Об этом мне пришлось долго спорить во время организации биеннале. Но шанс организовать биеннале выпал мне единственный раз в жизни, а значит, я обязан затронуть важные проблемы прошлого и настоящего, а не ограничиться сегодняшним днем. Может быть, я и не прав, но я считаю, что тема знания и роль изображений как выразителей человеческой идентичности имеют более широкое значение, чем кажется на первый взгляд. Конечно, здесь есть и работы на злобу дня, например видео марокканки Бухры Халили, которая записала интервью с эмигрантами, рассказывающими о своих снах. Или Росселлы Бискотти, восемь месяцев работавшей с женщинами-заключенными и обсуждавшей с ними их сны. Но это не выставка о политике: мы не стремимся повторить берлинскую биеннале 2012 года, подготовленную Артуром Жмиевски. Даже несмотря на то, что политика пронизывает выставку, для меня важно, что мечты и вдохновение позволяют нам вообразить себе иное будущее. Можно обвинять меня в идеализме и криптофашизме, как Бретона и Батая, потому что я устраиваю выставку на такие темы в наше непростое время. Но всегда есть люди, которые протестуют против трудных времен, создавая микрокосмы как средство побега от реальности или как модель будущего.

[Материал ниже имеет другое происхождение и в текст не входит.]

pub mod audit;
pub mod narrative;

pub use audit::{AuditReport, StageAudit};
pub use narrative::{NarrativeAnalyzer, NarrativeReport};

Вы использовали термин «временный музей», когда представляли «Энциклопедический дворец», а до того вы пользовались им при организации биеннале в Кванджу. Связаны ли эти два мероприятия?
Венеция — это второй том исследовательского проекта, который я начал в Кванджу. В Корее я сконцентрировался на идее изображения как характеристики нашего времени. В первую очередь речь шла о фотографии. Это была выставка, которая знаменовала собой конец аналогового фото. Энциклопедический дворец — выставка о воображении, о визуализации снов и внутренних образов. Центральной темой в Кванджу был портрет, а в Венеции меня занимали изображения внутри нас и наши попытки понять мир и организовать его в сознании. Словосочетание «временный музей» многозначно — это может быть и просто фестиваль, на котором современные художники делают то, что им нравится. В нашем случае это смесь исторических моментов, которая отражается в том, как организовано пространство выставки.

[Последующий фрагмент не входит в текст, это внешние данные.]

//! Visual elements placed on the stage.

use crate::code::CodeBlock;
use crate::error::{SceneError, SceneResult};
use crate::geometry::{next_to_delta, Bounds, Frame, Point};
use crate::style::{Color, Style};
use serde::{Deserialize, Serialize};
use unicode_segmentation::UnicodeSegmentation;

/// Glyph advance per font-size point, in scene units
pub const GLYPH_ADVANCE: f32 = 0.0075;
/// Line height per font-size point, in scene units
pub const LINE_HEIGHT: f32 = 0.014;

/// Handle to an element owned by a [`Timeline`](crate::renderer::Timeline)
#[derive(
    Debug, Clone, Copy, PartialEq, Eq, PartialOrd, Ord, Hash, Serialize, Deserialize,
)]
pub struct ElementId(pub usize);

/// What an element is for. Drives stage audits, not drawing.
#[derive(Debug, Clone, Copy, PartialEq, Eq, Hash, Serialize, Deserialize)]
#[serde(rename_all = "snake_case")]
pub enum Role {
    Title,
    Code,
    Narration,
    Caption,
    Flash,
}

impl Role {
    /// Narration paragraphs and highlight captions share the caption slot below the code
    pub fn is_caption_slot(self) -> bool {
        matches!(self, Role::Narration | Role::Caption)
    }

    pub fn is_transient(self) -> bool {
        matches!(self, Role::Narration | Role::Caption | Role::Flash)
    }
}

/// One drawable character cell
#[derive(Debug, Clone, PartialEq, Serialize, Deserialize)]
pub struct Glyph {
    pub ch: char,
    pub line: usize,
    pub column: usize,
    pub bounds: Bounds,
    pub color: Color,
}

/// Lay out `lines` with the top-left corner at the origin. Whitespace gets no glyph.
pub(crate) fn layout_glyphs<F>(lines: &[String], font_size: f32, mut color_at: F) -> Vec<Glyph>
where
    F: FnMut(usize, usize) -> Color,
{
    let advance = GLYPH_ADVANCE * font_size;
    let line_height = LINE_HEIGHT * font_size;

    let mut glyphs = Vec::new();
    for (line, text) in lines.iter().enumerate() {
        for (column, ch) in text.chars().enumerate() {
            if ch.is_whitespace() {
                continue;
            }
            let center = Point::new(
                (column as f32 + 0.5) * advance,
                -(line as f32 + 0.5) * line_height,
            );
            glyphs.push(Glyph {
                ch,
                line,
                column,
                bounds: Bounds::new(center, advance * 0.8, line_height * 0.6),
                color: color_at(line, column),
            });
        }
    }
    glyphs
}

/// Box covering `lines` laid out by [`layout_glyphs`]
pub(crate) fn text_box(lines: &[String], font_size: f32) -> Bounds {
    let columns = lines.iter().map(|l| l.chars().count()).max().unwrap_or(0);
    let width = columns as f32 * GLYPH_ADVANCE * font_size;
    let height = lines.len() as f32 * LINE_HEIGHT * font_size;
    Bounds::new(Point::new(width / 2.0, -height / 2.0), width, height)
}

/// Layout operations shared by every element
pub trait Mobject {
    fn bounds(&self) -> Bounds;

    fn shift(&mut self, delta: Point);

    /// Scale about the element's own centre
    fn scale(&mut self, factor: f32);

    /// Number of drawn glyphs; drives write timing
    fn glyph_count(&self) -> usize;

    fn move_to(&mut self, target: Point) {
        let delta = target - self.bounds().center;
        self.shift(delta);
    }

    fn to_edge(&mut self, frame: &Frame, dir: Point, buff: f32) {
        let delta = frame.to_edge_delta(&self.bounds(), dir, buff);
        self.shift(delta);
    }

    fn next_to(&mut self, anchor: &Bounds, dir: Point, buff: f32) {
        let delta = next_to_delta(&self.bounds(), anchor, dir, buff);
        self.shift(delta);
    }
}

/// Plain text: a single label or a word-wrapped paragraph
#[derive(Debug, Clone, PartialEq, Serialize, Deserialize)]
pub struct TextBlock {
    pub content: String,
    pub lines: Vec<String>,
    pub style: Style,
    pub glyphs: Vec<Glyph>,
    bounds: Bounds,
}

impl TextBlock {
    /// Text kept on its own lines (explicit `\n` only), centred on the origin
    pub fn text(content: &str, style: Style) -> SceneResult<Self> {
        style.validate()?;
        let lines: Vec<String> = content.lines().map(str::to_string).collect();
        Self::from_lines(content, lines, style)
    }

    /// Text wrapped on word boundaries so no line is wider than `width`
    pub fn paragraph(content: &str, style: Style, width: f32) -> SceneResult<Self> {
        style.validate()?;
        let advance = GLYPH_ADVANCE * style.font_size;
        if !width.is_finite() || width < advance {
            return Err(SceneError::layout(format!(
                "paragraph width {} cannot fit a single glyph",
                width
            )));
        }
        let max_chars = (width / advance).floor() as usize;
        let lines = content
            .lines()
            .flat_map(|line| wrap_words(line, max_chars))
            .collect();
        Self::from_lines(content, lines, style)
    }

    fn from_lines(content: &str, lines: Vec<String>, style: Style) -> SceneResult<Self> {
        if lines.iter().all(|l| l.trim().is_empty()) {
            return Err(SceneError::layout("text element has no visible characters"));
        }
        let color = style.color;
        let glyphs = layout_glyphs(&lines, style.font_size, |_, _| color);
        let bounds = text_box(&lines, style.font_size);
        let mut block = Self {
            content: content.to_string(),
            lines,
            style,
            glyphs,
            bounds,
        };
        block.move_to(Point::default());
        Ok(block)
    }
}

/// Greedy word wrap. Punctuation sticks to the preceding word.
fn wrap_words(line: &str, max_chars: usize) -> Vec<String> {
    let mut lines = Vec::new();
    let mut current = String::new();
    let mut current_len = 0;

    for piece in line.split_word_bounds() {
        let len = piece.chars().count();
        let is_space = piece.chars().all(char::is_whitespace);
        let is_punct = !is_space && !piece.chars().any(char::is_alphanumeric);

        if is_space {
            if current_len > 0 && current_len + len <= max_chars {
                current.push_str(piece);
                current_len += len;
            }
            continue;
        }

        if current_len + len > max_chars && current_len > 0 && !is_punct {
            lines.push(current.trim_end().to_string());
            current.clear();
            current_len = 0;
        }
        current.push_str(piece);
        current_len += len;
    }

    if !current.trim().is_empty() {
        lines.push(current.trim_end().to_string());
    }
    lines
}

impl Mobject for TextBlock {
    fn bounds(&self) -> Bounds {
        self.bounds
    }

    fn shift(&mut self, delta: Point) {
        self.bounds = self.bounds.shifted(delta);
        for glyph in &mut self.glyphs {
            glyph.bounds = glyph.bounds.shifted(delta);
        }
    }

    fn scale(&mut self, factor: f32) {
        let about = self.bounds.center;
        self.bounds = self.bounds.scaled(factor, about);
        for glyph in &mut self.glyphs {
            glyph.bounds = glyph.bounds.scaled(factor, about);
        }
    }

    fn glyph_count(&self) -> usize {
        self.glyphs.len()
    }
}

/// Stroked rectangle, used for highlight flashes
#[derive(Debug, Clone, PartialEq, Serialize, Deserialize)]
pub struct Outline {
    pub bounds: Bounds,
    pub color: Color,
    pub stroke_width: f32,
    pub corner_radius: f32,
}

impl Outline {
    pub fn around(bounds: Bounds, color: Color, stroke_width: f32) -> Self {
        Self {
            bounds,
            color,
            stroke_width,
            corner_radius: 0.0,
        }
    }
}

impl Mobject for Outline {
    fn bounds(&self) -> Bounds {
        self.bounds
    }

    fn shift(&mut self, delta: Point) {
        self.bounds = self.bounds.shifted(delta);
    }

    fn scale(&mut self, factor: f32) {
        self.bounds = self.bounds.scaled(factor, self.bounds.center);
    }

    fn glyph_count(&self) -> usize {
        0
    }
}

#[derive(Debug, Clone, PartialEq, Serialize, Deserialize)]
#[serde(tag = "type", rename_all = "snake_case")]
pub enum Element {
    Text(TextBlock),
    Code(CodeBlock),
    Outline(Outline),
}

impl Element {
    pub fn as_code(&self) -> Option<&CodeBlock> {
        match self {
            Element::Code(code) => Some(code),
            _ => None,
        }
    }

    pub fn as_code_mut(&mut self) -> Option<&mut CodeBlock> {
        match self {
            Element::Code(code) => Some(code),
            _ => None,
        }
    }

    pub fn as_text(&self) -> Option<&TextBlock> {
        match self {
            Element::Text(text) => Some(text),
            _ => None,
        }
    }
}

impl Mobject for Element {
    fn bounds(&self) -> Bounds {
        match self {
            Element::Text(t) => t.bounds(),
            Element::Code(c) => c.bounds(),
            Element::Outline(o) => o.bounds(),
        }
    }

    fn shift(&mut self, delta: Point) {
        match self {
            Element::Text(t) => t.shift(delta),
            Element::Code(c) => c.shift(delta),
            Element::Outline(o) => o.shift(delta),
        }
    }

    fn scale(&mut self, factor: f32) {
        match self {
            Element::Text(t) => t.scale(factor),
            Element::Code(c) => c.scale(factor),
            Element::Outline(o) => o.scale(factor),
        }
    }

    fn glyph_count(&self) -> usize {
        match self {
            Element::Text(t) => t.glyph_count(),
            Element::Code(c) => c.glyph_count(),
            Element::Outline(o) => o.glyph_count(),
        }
    }
}

impl From<TextBlock> for Element {
    fn from(value: TextBlock) -> Self {
        Element::Text(value)
    }
}

impl From<CodeBlock> for Element {
    fn from(value: CodeBlock) -> Self {
        Element::Code(value)
    }
}

impl From<Outline> for Element {
    fn from(value: Outline) -> Self {
        Element::Outline(value)
    }
}

#[cfg(test)]
mod tests {
    use super::*;
    use crate::geometry::{DOWN, UP};
    use crate::style::BLUE;

    #[test]
    fn test_text_is_centred() {
        let text = TextBlock::text("Hello world", Style::default()).unwrap();
        assert_eq!(text.lines.len(), 1);
        assert_eq!(text.glyph_count(), 10);
        let b = text.bounds();
        assert!(b.center.x.abs() < 1e-4 && b.center.y.abs() < 1e-4);
        assert!((b.width - 11.0 * GLYPH_ADVANCE * 48.0).abs() < 1e-4);
    }

    #[test]
    fn test_text_rejects_blank() {
        assert!(TextBlock::text("   ", Style::default()).is_err());
        assert!(TextBlock::text("x", Style::default().with_font_size(-2.0)).is_err());
    }

    #[test]
    fn test_paragraph_wraps_within_width() {
        let style = Style::default().with_font_size(20.0);
        let width = 3.0; // 20 glyphs at font size 20
        let para = TextBlock::paragraph(
            "The process_files function creates tasks for each file and processes them concurrently.",
            style,
            width,
        )
        .unwrap();
        assert!(para.lines.len() > 1);
        for line in &para.lines {
            assert!(line.chars().count() <= 20 || !line.contains(' '), "{line}");
        }
        assert!(para.lines.iter().any(|l| l.ends_with("concurrently.")));
        assert!(para.lines.iter().any(|l| l.contains("process_files")));
    }

    #[test]
    fn test_paragraph_rejects_tiny_width() {
        assert!(TextBlock::paragraph("abc", Style::default(), 0.01).is_err());
    }

    #[test]
    fn test_wrap_words_keeps_all_words() {
        let lines = wrap_words("one two three four five", 9);
        assert_eq!(lines, vec!["one two", "three", "four five"]);
    }

    #[test]
    fn test_layout_helpers() {
        let frame = Frame::default();
        let mut title = TextBlock::text("Title", Style::default().with_color(BLUE)).unwrap();
        title.to_edge(&frame, UP, 0.5);
        assert!((title.bounds().top() - 3.5).abs() < 1e-4);

        let mut below = TextBlock::text("below", Style::default()).unwrap();
        below.next_to(&title.bounds(), DOWN, 0.3);
        assert!((below.bounds().top() - (title.bounds().bottom() - 0.3)).abs() < 1e-4);
        assert!(below.glyphs.iter().all(|g| g.bounds.center.y < title.bounds().bottom()));
    }

    #[test]
    fn test_scale_keeps_centre() {
        let mut text = TextBlock::text("abc", Style::default()).unwrap();
        text.shift(Point::new(1.0, 1.0));
        let before = text.bounds();
        text.scale(0.5);
        let after = text.bounds();
        assert_eq!(before.center, after.center);
        assert!((after.width - before.width * 0.5).abs() < 1e-5);
    }

    #[test]
    fn test_roles() {
        assert!(Role::Narration.is_caption_slot());
        assert!(Role::Caption.is_caption_slot());
        assert!(!Role::Flash.is_caption_slot());
        assert!(Role::Flash.is_transient());
        assert!(!Role::Code.is_transient());
    }
}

Венецианский Арсенал доставлял много мучений вашим предшественникам. Это большая выставочная площадка, но она становится хаотичной.
Я пытался структурировать Арсенал как музей, а не как площадку для биеннале. Это означает, что мы более строго определяли, что где разместится, и подготовили помещения и для небольших работ. Я стремился создать нечто вроде кунсткамеры, а не современный художественный музей. Если угодно, это модель этнографического музея.

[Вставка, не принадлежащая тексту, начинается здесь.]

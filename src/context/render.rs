use crate::config::EncodeConfig;
use crate::geometry::Frame;
use crate::renderer::{FrameFormat, RenderEngine, RenderSettings, VideoEncoder};
use crate::scene::{build, scene_by_name};
use anyhow::{Context, Result};
use std::path::{Path, PathBuf};

/// Where a render left its output
#[derive(Debug, Clone)]
pub struct RenderOutcome {
    pub frames: u32,
    pub frame_dir: PathBuf,
    pub video: Option<PathBuf>,
}

pub struct RenderContext;

impl RenderContext {
    /// Build `scene_name`, render its frames under `<output_dir>/<scene>/`
    /// and encode `<output_dir>/<scene>.mp4` when encoding is enabled.
    pub fn run(
        scene_name: &str,
        settings: &RenderSettings,
        output_dir: &Path,
        format: FrameFormat,
        encode: &EncodeConfig,
    ) -> Result<RenderOutcome> {
        let mut scene = scene_by_name(scene_name)?;
        let frame = Frame::for_resolution(settings.width, settings.height);
        let timeline = build(scene.as_mut(), frame)
            .with_context(|| format!("failed to construct scene {}", scene_name))?;

        // 1. Rendering
        println!(
            "\n🎬 Rendering {} at {}x{} {}fps...",
            scene_name, settings.width, settings.height, settings.fps
        );
        let frame_dir = output_dir.join(scene_name);
        let mut engine = RenderEngine::new(timeline, settings)?;
        let summary = engine
            .render(&frame_dir, format)
            .with_context(|| format!("failed to render frames into {}", frame_dir.display()))?;
        println!(
            "  ✓ {} frames ({:.1}s) written to {}",
            summary.frames,
            summary.duration,
            frame_dir.display()
        );

        // 2. Video Encoding
        let mut video = None;
        if !encode.enabled {
            println!("ℹ️  Encoding disabled. Frames are saved in: {}", frame_dir.display());
        } else if VideoEncoder::is_available() {
            let output_video = output_dir.join(format!("{}.mp4", scene_name));
            VideoEncoder::encode(
                &summary.frame_pattern,
                &output_video,
                settings.fps,
                settings.width,
                settings.height,
                &encode.codec,
            )?;

            println!("✨ Video created successfully: {}", output_video.display());
            video = Some(output_video);
        } else {
            println!("⚠️  FFmpeg not found. Skipping video encoding.");
            println!("   Frames are saved in: {}", frame_dir.display());
            println!("\n💡 To enable video generation, install FFmpeg:");
            if cfg!(target_os = "macos") {
                println!("   brew install ffmpeg");
            } else if cfg!(target_os = "windows") {
                println!("   choco install ffmpeg");
            } else if cfg!(target_os = "linux") {
                println!("   sudo apt-get install ffmpeg");
            } else {
                println!("   Install FFmpeg from https://ffmpeg.org/download.html");
            }
        }

        Ok(RenderOutcome {
            frames: summary.frames,
            frame_dir,
            video,
        })
    }
}

#[cfg(test)]
mod tests {
    use super::*;
    use crate::style::BLACK;
    use tempfile::tempdir;

    #[test]
    fn test_render_without_encoding() {
        let dir = tempdir().unwrap();
        let settings = RenderSettings {
            width: 48,
            height: 27,
            fps: 1,
            background: BLACK,
        };
        let encode = EncodeConfig {
            enabled: false,
            codec: "libx264".to_string(),
        };

        let outcome = RenderContext::run(
            "AsyncProcessingExplanation",
            &settings,
            dir.path(),
            FrameFormat::Ppm,
            &encode,
        )
        .unwrap();

        assert_eq!(outcome.frames, 57);
        assert!(outcome.video.is_none());
        assert!(outcome.frame_dir.join("frame_00000.ppm").exists());
    }

    #[test]
    fn test_unknown_scene() {
        let dir = tempdir().unwrap();
        let settings = RenderSettings {
            width: 48,
            height: 27,
            fps: 1,
            background: BLACK,
        };
        let encode = EncodeConfig {
            enabled: false,
            codec: "libx264".to_string(),
        };
        let err = RenderContext::run("Nope", &settings, dir.path(), FrameFormat::Ppm, &encode)
            .unwrap_err();
        assert!(err.to_string().contains("unknown scene"));
    }
}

Выставка об универсальном знании не может пройти мимо темы Интернета. Как вы относитесь к этому явлению?
Я считаю, что Энциклопедический дворец — это предыстория цифровой эпохи. Выставка, которая посвящена знанию и изображениям, обязана включать в себя цифровую информацию. Здесь есть работы Уэйда Гайтона, Марка Леки, Хелен Мартен, Хито Штейерль и Юрия Анкарани о современной цифровой культуре. В каком-то смысле это выставка об обществе, сформированном Wikipedia и WikiLeaks, но мы смотрим на ту жажду знания и понимания, которая характеризовала большую часть XX века.
Биеннале — это попытка отметить вклад великих предшественников и объяснить, почему многим так и не удалось достичь цели. Зная мой возраст (Джони родился в 1974 году. — TANR), кое-кто ожидал увидеть выставку, ориентированную на молодежь. Но я считаю, что все, что определяет наше время, — это результат сосуществования различных исторических моментов и знания, которое стало широко доступно в цифровую эпоху. Цифровая культура позволяет настоящему времени сосуществовать с историей. Моя выставка выражает желание видеть и знать все, но она отражает и нашу печаль от осознания того, что нам не хватит на это ни сил, ни времени.
Что значит быть художником сегодня?
Мы «воскресили» Марино Аурито, и это способ напомнить о том, что художниками, продающимися на аукционах, мир искусства не исчерпывается. Для меня художник — это тот, кто может создать образ или найти образ в сегодняшней магме изображений. Важно, чтобы этот образ был достаточно силен, чтобы отличаться от остальных. Художник может создать язык, который отрицает упрощение, по большей части присущее современной визуальной культуре.